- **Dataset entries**
============================================================
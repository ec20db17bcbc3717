//! Attributed predictor/response graph.
//!
//! Nodes and edges carry a fixed attribute schema. Structural fields are
//! set once at construction; the annotation fields (`rank`, `module`,
//! cis/trans counts, functional terms) are filled in later stages.

use crate::common::*;
use genomic_data::interval::GenomicInterval;
use serde::{Deserialize, Serialize};

/// Predictor (`x`, e.g. copy-number interval) or response (`y`, e.g.
/// transcript or protein abundance)
#[derive(Debug, Clone, Copy, PartialEq, Eq, Hash, PartialOrd, Ord, Serialize, Deserialize)]
pub enum Level {
    #[serde(rename = "x")]
    X,
    #[serde(rename = "y")]
    Y,
}

impl std::fmt::Display for Level {
    fn fmt(&self, f: &mut std::fmt::Formatter<'_>) -> std::fmt::Result {
        match self {
            Level::X => write!(f, "x"),
            Level::Y => write!(f, "y"),
        }
    }
}

#[derive(Debug, Clone, Copy, PartialEq, Eq, Hash, Serialize, Deserialize)]
pub enum EdgeLevel {
    #[serde(rename = "x-y")]
    XY,
    #[serde(rename = "y-y")]
    YY,
}

impl std::fmt::Display for EdgeLevel {
    fn fmt(&self, f: &mut std::fmt::Formatter<'_>) -> std::fmt::Result {
        match self {
            EdgeLevel::XY => write!(f, "x-y"),
            EdgeLevel::YY => write!(f, "y-y"),
        }
    }
}

#[derive(Debug, Clone, Copy, PartialEq, Eq, Hash, Serialize, Deserialize)]
#[serde(rename_all = "lowercase")]
pub enum CisTrans {
    Cis,
    Trans,
    Unknown,
}

impl std::fmt::Display for CisTrans {
    fn fmt(&self, f: &mut std::fmt::Formatter<'_>) -> std::fmt::Result {
        match self {
            CisTrans::Cis => write!(f, "cis"),
            CisTrans::Trans => write!(f, "trans"),
            CisTrans::Unknown => write!(f, "unknown"),
        }
    }
}

#[derive(Debug, Clone, PartialEq, Serialize, Deserialize)]
pub struct NetworkNode {
    pub id: Box<str>,
    pub level: Level,
    #[serde(default)]
    pub alias: Option<Box<str>>,
    #[serde(flatten)]
    pub interval: GenomicInterval,

    #[serde(default)]
    pub rank: Option<usize>,
    #[serde(default)]
    pub mean_rank: Option<f64>,
    #[serde(default)]
    pub sd_rank: Option<f64>,

    #[serde(default)]
    pub module: Option<usize>,

    #[serde(default)]
    pub num_cis: Option<usize>,
    #[serde(default)]
    pub num_trans: Option<usize>,
    #[serde(default)]
    pub num_potential_cis: Option<usize>,
    #[serde(default)]
    pub cis_aliases: Vec<Box<str>>,

    #[serde(default)]
    pub functional_terms: Vec<Box<str>>,
}

impl NetworkNode {
    pub fn new(
        id: Box<str>,
        level: Level,
        alias: Option<Box<str>>,
        interval: GenomicInterval,
    ) -> Self {
        Self {
            id,
            level,
            alias,
            interval,
            rank: None,
            mean_rank: None,
            sd_rank: None,
            module: None,
            num_cis: None,
            num_trans: None,
            num_potential_cis: None,
            cis_aliases: vec![],
            functional_terms: vec![],
        }
    }

    /// Alias if present, otherwise the id
    pub fn display_name(&self) -> &str {
        self.alias.as_deref().unwrap_or(&self.id)
    }
}

#[derive(Debug, Clone, PartialEq, Serialize, Deserialize)]
pub struct NetworkEdge {
    pub source: Box<str>,
    pub target: Box<str>,
    pub level: EdgeLevel,
    pub weight: f32,
    #[serde(default)]
    pub cis_trans: Option<CisTrans>,
}

/// Undirected simple graph over predictor and response nodes
#[derive(Debug, Clone)]
pub struct NetworkGraph {
    nodes: Vec<NetworkNode>,
    edges: Vec<NetworkEdge>,
    node_index: HashMap<Box<str>, usize>,
    endpoints: Vec<(usize, usize)>,
    /// neighbour node indexes per node, ascending
    adjacency: Vec<Vec<usize>>,
    /// incident edge indexes per node, ascending
    incidence: Vec<Vec<usize>>,
}

impl NetworkGraph {
    /// Assemble a graph and check its structural invariants: unique
    /// node ids, edges between known nodes, no self-loops or duplicate
    /// edges, and edge levels consistent with node levels.
    pub fn from_parts(nodes: Vec<NetworkNode>, edges: Vec<NetworkEdge>) -> anyhow::Result<Self> {
        let mut node_index: HashMap<Box<str>, usize> = HashMap::default();
        for (i, n) in nodes.iter().enumerate() {
            if node_index.insert(n.id.clone(), i).is_some() {
                return Err(NetworkError::validation(format!("duplicate node id: {}", n.id)));
            }
        }

        let nn = nodes.len();
        let mut endpoints = Vec::with_capacity(edges.len());
        let mut adjacency: Vec<Vec<usize>> = vec![vec![]; nn];
        let mut incidence: Vec<Vec<usize>> = vec![vec![]; nn];
        let mut seen: HashSet<(usize, usize)> = HashSet::default();

        for (e, edge) in edges.iter().enumerate() {
            let lookup = |id: &str| {
                node_index.get(id).copied().ok_or_else(|| {
                    NetworkError::data_integrity(format!("edge refers to unknown node: {}", id))
                })
            };
            let i = lookup(&edge.source)?;
            let j = lookup(&edge.target)?;

            if i == j {
                return Err(NetworkError::validation(format!("self-loop on {}", edge.source)));
            }

            let expected = match (nodes[i].level, nodes[j].level) {
                (Level::X, Level::Y) => Some(EdgeLevel::XY),
                (Level::Y, Level::Y) => Some(EdgeLevel::YY),
                _ => None,
            };
            if expected != Some(edge.level) {
                return Err(NetworkError::validation(format!(
                    "edge {} -- {} has level {} but joins {} and {} nodes",
                    edge.source, edge.target, edge.level, nodes[i].level, nodes[j].level
                )));
            }

            if !seen.insert((i.min(j), i.max(j))) {
                return Err(NetworkError::validation(format!(
                    "duplicate edge {} -- {}",
                    edge.source, edge.target
                )));
            }

            endpoints.push((i, j));
            adjacency[i].push(j);
            adjacency[j].push(i);
            incidence[i].push(e);
            incidence[j].push(e);
        }

        adjacency.iter_mut().for_each(|x| x.sort_unstable());

        Ok(Self {
            nodes,
            edges,
            node_index,
            endpoints,
            adjacency,
            incidence,
        })
    }

    pub fn num_nodes(&self) -> usize {
        self.nodes.len()
    }

    pub fn num_edges(&self) -> usize {
        self.edges.len()
    }

    pub fn nodes(&self) -> &[NetworkNode] {
        &self.nodes
    }

    pub fn edges(&self) -> &[NetworkEdge] {
        &self.edges
    }

    pub fn node(&self, i: usize) -> &NetworkNode {
        &self.nodes[i]
    }

    pub fn edge(&self, e: usize) -> &NetworkEdge {
        &self.edges[e]
    }

    /// Attribute fields only; structure is fixed after construction
    pub fn node_mut(&mut self, i: usize) -> &mut NetworkNode {
        &mut self.nodes[i]
    }

    pub fn set_edge_cis_trans(&mut self, e: usize, label: CisTrans) {
        self.edges[e].cis_trans = Some(label);
    }

    pub fn node_index(&self, id: &str) -> Option<usize> {
        self.node_index.get(id).copied()
    }

    /// Node indexes `(source, target)` of an edge
    pub fn endpoints(&self, e: usize) -> (usize, usize) {
        self.endpoints[e]
    }

    pub fn neighbors(&self, i: usize) -> &[usize] {
        &self.adjacency[i]
    }

    pub fn incident_edges(&self, i: usize) -> &[usize] {
        &self.incidence[i]
    }

    pub fn degree(&self, i: usize) -> usize {
        self.adjacency[i].len()
    }

    pub fn nodes_of_level(&self, level: Level) -> Vec<usize> {
        (0..self.nodes.len())
            .filter(|&i| self.nodes[i].level == level)
            .collect()
    }

    pub fn edges_of_level(&self, level: EdgeLevel) -> Vec<usize> {
        (0..self.edges.len())
            .filter(|&e| self.edges[e].level == level)
            .collect()
    }
}

#[cfg(test)]
mod tests {
    use super::*;

    fn node(id: &str, level: Level) -> NetworkNode {
        NetworkNode::new(id.into(), level, None, GenomicInterval::default())
    }

    fn edge(s: &str, t: &str, level: EdgeLevel) -> NetworkEdge {
        NetworkEdge {
            source: s.into(),
            target: t.into(),
            level,
            weight: 1.0,
            cis_trans: None,
        }
    }

    #[test]
    fn test_adjacency_and_degree() -> anyhow::Result<()> {
        let g = NetworkGraph::from_parts(
            vec![node("c1", Level::X), node("g1", Level::Y), node("g2", Level::Y)],
            vec![
                edge("c1", "g2", EdgeLevel::XY),
                edge("c1", "g1", EdgeLevel::XY),
                edge("g1", "g2", EdgeLevel::YY),
            ],
        )?;
        assert_eq!(g.neighbors(0), &[1, 2]);
        assert_eq!(g.degree(1), 2);
        assert_eq!(g.incident_edges(2), &[0, 2]);
        assert_eq!(g.nodes_of_level(Level::Y), vec![1, 2]);
        assert_eq!(g.edges_of_level(EdgeLevel::YY), vec![2]);
        Ok(())
    }

    #[test]
    fn test_invalid_structures() {
        let dup = NetworkGraph::from_parts(vec![node("a", Level::X), node("a", Level::Y)], vec![]);
        assert!(matches!(
            dup.unwrap_err().downcast_ref::<NetworkError>(),
            Some(NetworkError::Validation(_))
        ));

        let dangling = NetworkGraph::from_parts(
            vec![node("a", Level::X)],
            vec![edge("a", "b", EdgeLevel::XY)],
        );
        assert!(matches!(
            dangling.unwrap_err().downcast_ref::<NetworkError>(),
            Some(NetworkError::DataIntegrity(_))
        ));

        let wrong_level = NetworkGraph::from_parts(
            vec![node("a", Level::X), node("b", Level::Y)],
            vec![edge("a", "b", EdgeLevel::YY)],
        );
        assert!(wrong_level.is_err());

        let twice = NetworkGraph::from_parts(
            vec![node("a", Level::Y), node("b", Level::Y)],
            vec![edge("a", "b", EdgeLevel::YY), edge("b", "a", EdgeLevel::YY)],
        );
        assert!(twice.is_err());
    }
}
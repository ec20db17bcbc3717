use crate::common::*;
use crate::network::{NetworkEdge, NetworkGraph, NetworkNode};
use matrix_util::common_io::{mkdir, open_buf_reader, open_buf_writer};
use serde::{Deserialize, Serialize};
use std::io::Write;

/// Node list plus edge list, the interchange form of a network
#[derive(Debug, Clone, PartialEq, Serialize, Deserialize)]
pub struct GraphDocument {
    pub nodes: Vec<NetworkNode>,
    pub edges: Vec<NetworkEdge>,
}

#[derive(Serialize)]
struct GraphDocumentRef<'a> {
    nodes: &'a [NetworkNode],
    edges: &'a [NetworkEdge],
}

/// Write the graph as JSON (gzipped if the name ends in `.gz`)
pub fn write_graph_json(graph: &NetworkGraph, file: &str) -> anyhow::Result<()> {
    mkdir(file)?;
    let mut buf = open_buf_writer(file)?;
    serde_json::to_writer_pretty(
        &mut buf,
        &GraphDocumentRef {
            nodes: graph.nodes(),
            edges: graph.edges(),
        },
    )?;
    writeln!(buf)?;
    buf.flush()?;
    info!(
        "wrote {} nodes and {} edges to {}",
        graph.num_nodes(),
        graph.num_edges(),
        file
    );
    Ok(())
}

/// Read a graph written by [`write_graph_json`]; the structure is
/// validated again on the way in
pub fn read_graph_json(file: &str) -> anyhow::Result<NetworkGraph> {
    let buf = open_buf_reader(file)?;
    let doc: GraphDocument =
        serde_json::from_reader(buf).map_err(|e| anyhow::anyhow!("{}: {}", file, e))?;
    info!(
        "read {} nodes and {} edges from {}",
        doc.nodes.len(),
        doc.edges.len(),
        file
    );
    NetworkGraph::from_parts(doc.nodes, doc.edges)
}

#[cfg(test)]
mod tests {
    use super::*;
    use crate::network::*;
    use genomic_data::interval::{GenomicInterval, Strand};
    use matrix_util::common_io::create_temp_dir_file;

    fn annotated_graph() -> NetworkGraph {
        let mut c1 = NetworkNode::new(
            "c1".into(),
            Level::X,
            Some("1p36.33".into()),
            GenomicInterval::new(Some("chr1"), Some(10), Some(2_000), Some(Strand::Forward))
                .unwrap(),
        );
        c1.rank = Some(1);
        c1.mean_rank = Some(1.25);
        c1.sd_rank = Some(0.1 + 0.2);
        c1.num_cis = Some(1);
        c1.num_trans = Some(0);
        c1.num_potential_cis = Some(3);
        c1.cis_aliases = vec!["TP53".into()];
        c1.module = Some(0);

        let mut g1 = NetworkNode::new(
            "g1".into(),
            Level::Y,
            Some("TP53".into()),
            GenomicInterval::default(),
        );
        g1.functional_terms = vec!["GO:0007049".into()];
        let g2 = NetworkNode::new(
            "g2".into(),
            Level::Y,
            None,
            GenomicInterval::from_coords("2", 5, 5).unwrap(),
        );

        let edges = vec![
            NetworkEdge {
                source: "c1".into(),
                target: "g1".into(),
                level: EdgeLevel::XY,
                weight: -0.3,
                cis_trans: Some(CisTrans::Cis),
            },
            NetworkEdge {
                source: "g1".into(),
                target: "g2".into(),
                level: EdgeLevel::YY,
                weight: 1.0 / 3.0,
                cis_trans: None,
            },
        ];
        NetworkGraph::from_parts(vec![c1, g1, g2], edges).unwrap()
    }

    #[test]
    fn test_json_round_trip_preserves_attributes() -> anyhow::Result<()> {
        let g = annotated_graph();
        for suffix in [".json", ".json.gz"] {
            let file = create_temp_dir_file(suffix)?;
            let file = file.to_str().unwrap();
            write_graph_json(&g, file)?;
            let back = read_graph_json(file)?;
            assert_eq!(back.num_nodes(), g.num_nodes());
            assert_eq!(back.num_edges(), g.num_edges());
            assert_eq!(back.nodes(), g.nodes());
            assert_eq!(back.edges(), g.edges());
        }
        Ok(())
    }

    #[test]
    fn test_documented_field_names() -> anyhow::Result<()> {
        let g = annotated_graph();
        let value = serde_json::to_value(GraphDocumentRef {
            nodes: g.nodes(),
            edges: g.edges(),
        })?;
        let node = &value["nodes"][0];
        assert_eq!(node["level"], "x");
        assert_eq!(node["chromosome"], "chr1");
        assert_eq!(node["end"], 2_000);
        assert_eq!(node["strand"], "+");
        assert_eq!(value["edges"][0]["level"], "x-y");
        assert_eq!(value["edges"][0]["cis_trans"], "cis");
        Ok(())
    }
}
============================================================
- **REQUIREMENT**
Out of the entries above, write out only the lines between the line holding "self.nodes[i].level == level)" and the line holding "assert_eq!(g.incident_edges(2), &[0, 2]);", inclusive, each exactly as given.

- **ANSWER TO THE PROBLEM**
            .filter(|&i| self.nodes[i].level == level)
            .collect()
    }

    pub fn edges_of_level(&self, level: EdgeLevel) -> Vec<usize> {
        (0..self.edges.len())
            .filter(|&e| self.edges[e].level == level)
            .collect()
    }
}

#[cfg(test)]
mod tests {
    use super::*;

    fn node(id: &str, level: Level) -> NetworkNode {
        NetworkNode::new(id.into(), level, None, GenomicInterval::default())
    }

    fn edge(s: &str, t: &str, level: EdgeLevel) -> NetworkEdge {
        NetworkEdge {
            source: s.into(),
            target: t.into(),
            level,
            weight: 1.0,
            cis_trans: None,
        }
    }

    #[test]
    fn test_adjacency_and_degree() -> anyhow::Result<()> {
        let g = NetworkGraph::from_parts(
            vec![node("c1", Level::X), node("g1", Level::Y), node("g2", Level::Y)],
            vec![
                edge("c1", "g2", EdgeLevel::XY),
                edge("c1", "g1", EdgeLevel::XY),
                edge("g1", "g2", EdgeLevel::YY),
            ],
        )?;
        assert_eq!(g.neighbors(0), &[1, 2]);
        assert_eq!(g.degree(1), 2);
        assert_eq!(g.incident_edges(2), &[0, 2]);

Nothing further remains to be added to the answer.